Vascularization and innervation of slits within polydimethylsiloxane sheets in the subcutaneous space of athymic nude mice

Abstract

Success of cell therapy in avascular sites will depend on providing sufficient blood supply to transplanted tissues. A popular strategy of providing blood supply is to embed cells within a functionalized hydrogel implanted within the host to stimulate neovascularization. However, hydrogel systems are not always amenable for removal post-transplantation; thus, it may be advantageous to implant a device that contains cells while also providing access to the circulation so retrieval is possible. Here we investigate one instance of providing access to a vessel network, a thin sheet with through-cut slits, and determine if it can be vascularized from autologous materials. We compared the effect of slit width on vascularization of a thin sheet following subcutaneous implantation into an animal model. Polydimethylsiloxane sheets with varying slit widths (approximately 150, 300, 500, or 1500 µm) were fabricated from three-dimensional printed molds. Subcutaneous implantation of sheets in immunodeficient mice revealed that smaller slit widths have evidence of angiogenesis and new tissue growth, while larger slit widths contain native mature tissue squeezing into the space. Our results show that engineered slit sheets may provide a simple approach to cell transplantation by providing a prevascularized and innervated environment.

Keywords: Subcutaneous implant; innervation; micro-stereolithographic three-dimensional printing; polydimethylsiloxane; vascularization.

Figure 1.

Sheet fabrication, implantation, and explantation process. (a) A micro-stereolithographic 3D printer creates molds layer by layer. (b) Molds are filled with PDMS to create the sheet implants (c) with various slit widths. (d) Two sheets are implanted into the subcutaneous space of each athymic nude mouse. (e) At 28 days, the skin flap shows vessel infiltration around the 500 µm slit size implant, scale bar: 5 mm.

Figure 2.

H&E staining reveals vascularized and innervated tissue. Samples were cut either in a vertical orientation (a) or in a horizontal orientation (b). Histological images post 28 days implantation into the subcutaneous space of athymic nude mice are shown for each slit width: (c, g, k) 150 µm, (d, h, l) 300 µm, (e, i, m) 500 µm, and (f, j, n) 1500 µm.

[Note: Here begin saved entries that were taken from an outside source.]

use std::collections::{BTreeMap, BTreeSet};

use tracing::debug;

use crate::model::error::SchemaError;
use crate::parser::document::SchemaDocument;
use crate::parser::names::{fold_identifier, normalize_relation_name};

const TEXT_TYPES: &[&str] = &[
    "text",
    "varchar",
    "character varying",
    "char",
    "character",
    "bpchar",
    "name",
];

const NUMERIC_TYPES: &[&str] = &[
    "smallint",
    "integer",
    "int",
    "int2",
    "int4",
    "int8",
    "bigint",
    "numeric",
    "decimal",
    "real",
    "double precision",
    "float4",
    "float8",
    "serial",
    "bigserial",
];

/// A typed column.
#[derive(Debug, Clone, PartialEq, Eq)]
pub struct Column {
    /// Column name.
    pub name: String,
    /// Declared type, lowercased, without length modifiers.
    pub data_type: String,
    /// Whether the column accepts NULL.
    pub nullable: bool,
}

impl Column {
    /// Case-sensitive string types (`text`, `varchar`, `char`, ...).
    pub fn is_text(&self) -> bool {
        TEXT_TYPES.contains(&self.data_type.as_str())
    }

    /// `citext` compares case-insensitively on its own.
    pub fn is_case_insensitive(&self) -> bool {
        self.data_type == "citext"
    }

    /// `boolean` / `bool`.
    pub fn is_boolean(&self) -> bool {
        matches!(self.data_type.as_str(), "boolean" | "bool")
    }

    /// Integer and floating point types.
    pub fn is_numeric(&self) -> bool {
        NUMERIC_TYPES.contains(&self.data_type.as_str())
    }
}

/// A table and its ordered columns.
#[derive(Debug, Clone, PartialEq, Eq)]
pub struct Table {
    /// Normalized table name.
    pub name: String,
    /// Columns in declaration order.
    pub columns: Vec<Column>,
}

impl Table {
    /// Look up a column by exact (already folded) name.
    pub fn column(&self, name: &str) -> Option<&Column> {
        self.columns.iter().find(|c| c.name == name)
    }

    /// Whether the table declares `name`.
    pub fn has_column(&self, name: &str) -> bool {
        self.column(name).is_some()
    }
}

/// One index from the catalog.
#[derive(Debug, Clone, PartialEq, Eq)]
pub struct Index {
    /// Index name, or its position in the catalog.
    pub name: String,
    /// Indexed table.
    pub table: String,
    /// Key columns in order.
    pub columns: Vec<String>,
}

/// Optional index catalog.
#[derive(Debug, Clone, Default, PartialEq, Eq)]
pub struct IndexCatalog {
    indexes: Vec<Index>,
}

impl IndexCatalog {
    /// All indexes, in catalog order.
    pub fn indexes(&self) -> &[Index] {
        &self.indexes
    }

    /// Whether some index on `table` has `column` as its leading key.
    pub fn has_leading(&self, table: &str, column: &str) -> bool {
        self.indexes
            .iter()
            .any(|idx| idx.table == table && idx.columns.first().is_some_and(|c| c == column))
    }
}

/// The loaded schema. Immutable once built.
#[derive(Debug, Clone, Default, PartialEq, Eq)]
pub struct Schema {
    tables: BTreeMap<String, Table>,
    indexes: Option<IndexCatalog>,
}

impl Schema {
    /// Look up a table; the name is normalized first.
    pub fn table(&self, name: &str) -> Option<&Table> {
        self.tables.get(&normalize_relation_name(name))
    }

    /// Tables in name order.
    pub fn tables(&self) -> impl Iterator<Item = &Table> {
        self.tables.values()
    }

    /// Table names in order.
    pub fn table_names(&self) -> BTreeSet<&str> {
        self.tables.keys().map(String::as_str).collect()
    }

    /// The index catalog, if one was supplied.
    pub fn index_catalog(&self) -> Option<&IndexCatalog> {
        self.indexes.as_ref()
    }
}

fn normalize_type(raw: &str) -> String {
    let lowered = raw.trim().to_ascii_lowercase();
    let base = lowered.split('(').next().unwrap_or_default().trim();
    base.split_whitespace().collect::<Vec<_>>().join(" ")
}

/// Validate and build a [`Schema`] from its document.
pub fn load_schema(doc: SchemaDocument) -> Result<Schema, SchemaError> {
    let mut tables = BTreeMap::new();

    for def in doc.tables {
        let name = normalize_relation_name(&def.name);
        if name.is_empty() {
            return Err(SchemaError::EmptyTableName);
        }
        if tables.contains_key(&name) {
            return Err(SchemaError::DuplicateTable { table: name });
        }

        let mut columns: Vec<Column> = Vec::with_capacity(def.columns.len());
        for col in def.columns {
            let col_name = fold_identifier(&col.name);
            if col_name.is_empty() {
                return Err(SchemaError::EmptyColumnName { table: name });
            }
            if columns.iter().any(|c| c.name == col_name) {
                return Err(SchemaError::DuplicateColumn {
                    table: name,
                    column: col_name,
                });
            }
            columns.push(Column {
                name: col_name,
                data_type: normalize_type(&col.data_type),
                nullable: col.nullable,
            });
        }
        tables.insert(name.clone(), Table { name, columns });
    }

    let indexes = match doc.indexes {
        None => None,
        Some(defs) => {
            let mut indexes = Vec::with_capacity(defs.len());
            for (pos, def) in defs.into_iter().enumerate() {
                let label = def.name.clone().unwrap_or_else(|| format!("#{pos}"));
                let table_name = normalize_relation_name(&def.table);
                let Some(table) = tables.get(&table_name) else {
                    return Err(SchemaError::IndexUnknownTable {
                        index: label,
                        table: table_name,
                    });
                };
                if def.columns.is_empty() {
                    return Err(SchemaError::EmptyIndex {
                        index: label,
                        table: table_name,
                    });
                }
                let mut columns = Vec::with_capacity(def.columns.len());
                for raw in &def.columns {
                    let column = fold_identifier(raw);
                    if !table.has_column(&column) {
                        return Err(SchemaError::IndexUnknownColumn {
                            index: label,
                            table: table_name,
                            column,
                        });
                    }
                    columns.push(column);
                }
                indexes.push(Index {
                    name: label,
                    table: table_name,
                    columns,
                });
            }
            Some(IndexCatalog { indexes })
        }
    };

    debug!(
        tables = tables.len(),
        indexes = indexes.as_ref().map(|c| c.indexes.len()),
        "schema loaded"
    );
    Ok(Schema { tables, indexes })
}
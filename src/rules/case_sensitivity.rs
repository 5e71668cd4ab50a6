use crate::model::{BinaryOperator, Expr, Schema, SubqueryMode};
use crate::rules::engine::{AnalysisInput, Rule};
use crate::rules::finding::{Category, Finding, Severity};
use crate::rules::predicates::comparisons;

/// Text compared byte-for-byte against session input or another text column.
pub struct CaseSensitivityRule;

#[derive(Debug, Clone, Copy, PartialEq, Eq)]
enum Operand {
    /// Case-sensitive text column.
    Text { normalized: bool },
    /// Session variable.
    Session { normalized: bool },
    /// `citext` column.
    Insensitive,
    Other,
}

impl Operand {
    fn classify(expr: &Expr, schema: &Schema) -> Self {
        let (inner, normalized) = expr.peel_case_normalization();
        match inner {
            Expr::ColumnRef(col) => {
                let Some(column) = col
                    .table
                    .as_deref()
                    .and_then(|t| schema.table(t))
                    .and_then(|t| t.column(&col.column))
                else {
                    return Operand::Other;
                };
                if column.is_case_insensitive() {
                    Operand::Insensitive
                } else if column.is_text() {
                    Operand::Text { normalized }
                } else {
                    Operand::Other
                }
            }
            Expr::SessionVar { .. } => Operand::Session { normalized },
            _ => Operand::Other,
        }
    }

    fn normalized(&self) -> bool {
        match self {
            Operand::Text { normalized, .. } | Operand::Session { normalized, .. } => *normalized,
            Operand::Insensitive | Operand::Other => false,
        }
    }

    fn is_text(&self) -> bool {
        matches!(self, Operand::Text { .. })
    }

    fn is_candidate(&self) -> bool {
        matches!(self, Operand::Text { .. } | Operand::Session { .. })
    }
}

/// Severity for a text comparison: `None` when it is not a mismatch.
fn mismatch(left: &Operand, right: &Operand) -> Option<Severity> {
    let text_involved = left.is_text() || right.is_text();
    if !text_involved || !left.is_candidate() || !right.is_candidate() {
        return None;
    }
    match (left.normalized(), right.normalized()) {
        (true, true) => None,
        (false, false) => Some(Severity::Medium),
        _ => Some(Severity::Low),
    }
}

impl Rule for CaseSensitivityRule {
    fn category(&self) -> Category {
        Category::CaseSensitivityMismatch
    }

    fn check_table(&self, input: &AnalysisInput<'_>, table: &str) -> Vec<Finding> {
        let schema = input.schema;
        let mut findings = Vec::new();
        for policy in input.policies.on_table(table) {
            for (clause, expr) in policy.expressions() {
                let mut report = |severity: Severity, shown: String| {
                    let advice = if severity == Severity::Low {
                        "only one side is case-normalized"
                    } else {
                        "neither side is case-normalized"
                    };
                    findings.push(Finding::new(
                        Category::CaseSensitivityMismatch,
                        severity,
                        table,
                        [policy.name.clone()],
                        format!(
                            "{clause} of `{}` compares `{shown}` byte-for-byte and {advice}; \
                             values differing only in letter case will not match",
                            policy.name
                        ),
                    ));
                };

                for (left, op, right) in comparisons(expr) {
                    if !matches!(op, BinaryOperator::Eq | BinaryOperator::NotEq | BinaryOperator::Like) {
                        continue;
                    }
                    let l = Operand::classify(left, schema);
                    let r = Operand::classify(right, schema);
                    if let Some(severity) = mismatch(&l, &r) {
                        report(severity, format!("{left} {} {right}", op_symbol(op)));
                    }
                }

                for sub in expr.subqueries() {
                    let (SubqueryMode::In { expr: subject }, Some(column)) = (&sub.mode, &sub.column)
                    else {
                        continue;
                    };
                    let l = Operand::classify(subject, schema);
                    let projected = schema
                        .table(&sub.table)
                        .and_then(|t| t.column(column))
                        .map_or(Operand::Other, |c| {
                            if c.is_case_insensitive() {
                                Operand::Insensitive
                            } else if c.is_text() {
                                Operand::Text { normalized: false }
                            } else {
                                Operand::Other
                            }
                        });
                    if let Some(severity) = mismatch(&l, &projected) {
                        report(
                            severity,
                            format!("{subject} IN (SELECT {column} FROM {})", sub.table),
                        );
                    }
                }
            }
        }
        findings.dedup();
        findings
    }
}

fn op_symbol(op: BinaryOperator) -> &'static str {
    match op {
        BinaryOperator::NotEq => "<>",
        BinaryOperator::Like => "LIKE",
        _ => "=",
    }
}

#[cfg(test)]
mod tests {
    use super::*;
    use crate::config::AnalyzerConfig;
    use crate::graph::{build_graph, detect_cycles};
    use crate::model::{load_policies, load_schema};
    use crate::parser::document::parse_json;

    fn check(using: &str) -> Vec<Finding> {
        let schema = load_schema(
            parse_json(
                "schema",
                r#"{"tables":[
                    {"name":"users","columns":[{"name":"email","type":"text"},{"name":"login","type":"citext"},{"name":"id","type":"int"}]},
                    {"name":"invites","columns":[{"name":"email","type":"varchar(255)"}]}]}"#,
            )
            .expect("schema json should parse"),
        )
        .expect("schema should load");
        let doc = parse_json(
            "policy",
            &serde_json::json!({"policies":[{"table":"users","policy_name":"by_email","commands":["SELECT"],"using_expr":using}]})
                .to_string(),
        )
        .expect("policy json should parse");
        let set = load_policies(&schema, doc).expect("policies should load");
        let graph = build_graph(&set);
        let cycles = detect_cycles(&graph);
        let config = AnalyzerConfig::default();
        let input = AnalysisInput {
            schema: &schema,
            policies: &set,
            graph: &graph,
            cycles: &cycles,
            config: &config,
        };
        CaseSensitivityRule.check_table(&input, "users")
    }

    #[test]
    fn raw_text_equality_with_session_input_is_flagged() {
        let findings = check("email = sessionvar(email)");
        assert_eq!(findings.len(), 1);
        assert_eq!(findings[0].severity, Severity::Medium);
        assert_eq!(findings[0].category, Category::CaseSensitivityMismatch);
    }

    #[test]
    fn normalization_on_both_sides_is_clean() {
        assert!(check("lower(email) = lower(sessionvar(email))").is_empty());
        assert!(check("email ILIKE sessionvar(email)").is_empty());
    }

    #[test]
    fn one_sided_normalization_is_low() {
        let findings = check("lower(email) = sessionvar(email)");
        assert_eq!(findings.len(), 1);
        assert_eq!(findings[0].severity, Severity::Low);
    }

    #[test]
    fn citext_and_non_text_columns_are_exempt() {
        assert!(check("login = sessionvar(email)").is_empty());
        assert!(check("id = sessionvar(user_id)").is_empty());
        assert!(check("email = 'a@example.com'").is_empty());
    }

    #[test]
    fn membership_subqueries_over_text_are_checked() {
        let findings = check("email IN (SELECT email FROM invites)");
        assert_eq!(findings.len(), 1);
        assert!(findings[0].explanation.contains("IN (SELECT email FROM invites)"));
    }
}
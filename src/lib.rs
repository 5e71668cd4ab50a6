//! Static analysis and visibility simulation for `PostgreSQL` row-level security policies.
#![warn(missing_docs)]

/// Loading input documents and running a full analysis.
pub mod analysis;
/// Analyzer configuration.
pub mod config;
/// Three-valued evaluation, policy combination, and simulation.
pub mod eval;
/// Table reference graph and cycle detection.
pub mod graph;
/// Expression AST, schema, and policy model.
pub mod model;
/// Report rendering and output.
pub mod output;
/// Input documents, expression parsing, and identifier normalization.
pub mod parser;
/// Anti-pattern rules and the rule engine.
pub mod rules;
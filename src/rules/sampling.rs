use std::collections::{BTreeMap, BTreeSet};

use crate::eval::context::Row;
use crate::model::{Column, Expr, Table, Value};
use crate::rules::predicates::literals_for;

/// Candidate values for each column referenced by a set of expressions.
///
/// A column's domain is the literals it is compared against, plus `NULL`
/// when nullable, `true`/`false` for booleans, and a placeholder of the
/// column's type. Extra values supplied through [`SampleSpace::with_values`]
/// come first.
#[derive(Debug, Clone, Default)]
pub struct SampleSpace {
    domains: BTreeMap<String, Vec<Value>>,
}

impl SampleSpace {
    /// Domains for the outer-row columns of `table` used in `exprs`.
    pub fn for_table<'e>(table: &Table, exprs: impl IntoIterator<Item = &'e Expr>) -> Self {
        let exprs: Vec<&Expr> = exprs.into_iter().collect();
        let mut used = BTreeSet::new();
        for expr in &exprs {
            for col in expr.column_refs() {
                if col.table.as_deref() == Some(table.name.as_str())
                    && col.binding.as_deref() == Some(table.name.as_str())
                {
                    used.insert(col.column.as_str());
                }
            }
        }

        let mut domains = BTreeMap::new();
        for name in used {
            let Some(column) = table.column(name) else {
                continue;
            };
            let mut domain = Vec::new();
            for expr in &exprs {
                for value in literals_for(expr, &table.name, name) {
                    push_unique(&mut domain, value);
                }
            }
            for value in type_domain(column) {
                push_unique(&mut domain, value);
            }
            domains.insert(name.to_string(), domain);
        }
        Self { domains }
    }

    /// Put `values` at the front of `column`'s domain.
    pub fn with_values(mut self, column: &str, values: impl IntoIterator<Item = Value>) -> Self {
        let domain = self.domains.entry(column.to_string()).or_default();
        let mut front: Vec<Value> = Vec::new();
        for value in values {
            push_unique(&mut front, value);
        }
        for value in domain.drain(..) {
            push_unique(&mut front, value);
        }
        *domain = front;
        self
    }

    /// Number of rows in the full cartesian product, saturating.
    pub fn size(&self) -> usize {
        self.domains
            .values()
            .fold(1usize, |acc, d| acc.saturating_mul(d.len().max(1)))
    }

    /// The first `limit` rows of the cartesian product, varying the last
    /// column fastest.
    pub fn rows(&self, limit: usize) -> Vec<Row> {
        let total = self.size().min(limit);
        let domains: Vec<(&String, &Vec<Value>)> = self
            .domains
            .iter()
            .filter(|(_, d)| !d.is_empty())
            .collect();
        (0..total)
            .map(|mut index| {
                let mut row = Row::new();
                for (name, domain) in domains.iter().rev() {
                    row.insert((*name).clone(), domain[index % domain.len()].clone());
                    index /= domain.len();
                }
                row
            })
            .collect()
    }
}

fn push_unique(domain: &mut Vec<Value>, value: Value) {
    if !domain.contains(&value) {
        domain.push(value);
    }
}

fn type_domain(column: &Column) -> Vec<Value> {
    let mut values = Vec::new();
    if column.nullable {
        values.push(Value::Null);
    }
    if column.is_boolean() {
        values.push(Value::Bool(true));
        values.push(Value::Bool(false));
    } else if column.is_numeric() {
        values.push(Value::Int(0));
    } else {
        values.push(Value::Text("sample".to_string()));
    }
    values
}
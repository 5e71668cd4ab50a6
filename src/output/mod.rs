/// Output formats and writing reports to a file or stdout.
pub mod formatter;
/// Markdown and JSON rendering of analysis reports and simulation results.
pub mod report;

pub use formatter::{GraphFormat, OutputFormat};
pub use report::Report;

Vertical sections at 4× magnification (c–f) are marked with a dashed rectangle, which were imaged again at 10× magnification (g–j). Arrows point to what appears to be invagination of native tissue into the slit space. Horizontal sections are shown in (k–n) at 20× magnification. Hollowed arrows point to erythrocyte-filled blood vessels. Scale bar: (c–f): 500 µm; (g–j): 200 µm; (k–n): 100 µm.

Figure 3.

Immunohistochemistry detects both mature blood vessels and nerve tissue. Vertical sections of 500 µm slit samples were stained with H&E where arrows indicate (a) blood vessels or (b) nerves. The presence of (c) mature blood vessels via αSMA and (d) nerves via S100 were confirmed with immunohistochemistry of serial sections. Dashed white lines indicate the border of the material and tissue interface. Scale bar = 100 µm.

Figure 4.

Quantification and comparison of vessel area, circularity, count, and area percentage within each slit width (150, 300, 500, 1500 µm) for both horizontal (H) and vertical (V) sections. Aggregate data of every detected vessel across all examined slit widths for (a) vessel area and (b) circularity. Each data point corresponds to a single vessel. The box plots show median (red), IQR (box), and 1.5IQR (or max and min values; whichever is shorter (whiskers)). Per slit, (c) the number of vessels per square millimeter tissue area and (d) the percentage of vessel area normalized by the total tissue area were quantified. Each data point is for a single slit. Data represent the median ± IQR. Statistical differences are indicated by ***p < 0.001, **p < 0.01, and *p < 0.05.

Figure 5.

Quantification and comparison of nerve area, circularity, count, and area percentage in each slit width (150, 300, 500, 1500 µm) for both horizontal (H) and vertical (V) sections. Aggregate data of every detected nerve across all examined slit widths for (a) vessel area and (b) circularity. Each data point corresponds to a single nerve. Hollow symbols indicate that no nerves were detected in an individual slit. The box plots show the median, IQR (box), and 1.5IQR (or max and min values; whichever is shorter). Per slit, (c) the number of nerves per square millimeter tissue area and (d) the percentage of nerve area over the total tissue area were quantified. Each data point is for a single slit. Data represent the median ± IQR. Statistical differences are indicated by ***p < 0.001, **p < 0.01, and *p < 0.05.